_Exercise objective_: Your answer should consist only of the lines below from the one with "pub mod texture;" through the one with "shared errors (renderer-agnostic).", copied exactly.

_Entries supplied_:
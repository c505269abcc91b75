//! Asset ingestion: OBJ meshes and file-backed image textures.
//! Meshes are parsed into a `Model`, then assembled into a flat triangle list.
//! Textures are decoded on demand and kept one at a time per `ImageCache`.

pub mod error;
pub mod image_cache;
pub mod mesh;
pub mod obj;
pub mod texture;

pub use error::{AssetError, AssetResult, Attribute};
pub use image_cache::{ImageCache, list_image_paths};
pub use mesh::{CornerReport, MeshData, Vertex, assemble, load_mesh};
pub use obj::{Face, FaceCorner, Model, Normal, Position, Uv};
pub use texture::{TextureData, TextureHandle, TextureLoader, TextureStore};
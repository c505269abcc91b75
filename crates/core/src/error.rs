//! Core shared errors (renderer-agnostic).

use thiserror::Error;

#[derive(Debug, Error)]
pub enum CoreError {
    #[error("Sync buffer too short: needed {needed} bytes at offset {offset}, have {len}")]
    Truncated {
        offset: usize,
        needed: usize,
        len: usize,
    },
}

pub type CoreResult<T> = Result<T, CoreError>;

_Exercise result_:
pub mod texture;

pub use error::{AssetError, AssetResult, Attribute};
pub use image_cache::{ImageCache, list_image_paths};
pub use mesh::{CornerReport, MeshData, Vertex, assemble, load_mesh};
pub use obj::{Face, FaceCorner, Model, Normal, Position, Uv};
pub use texture::{TextureData, TextureHandle, TextureLoader, TextureStore};
repository c505269abcc91b75
filename crates/core/src/error.rs
//! Core shared errors (renderer-agnostic).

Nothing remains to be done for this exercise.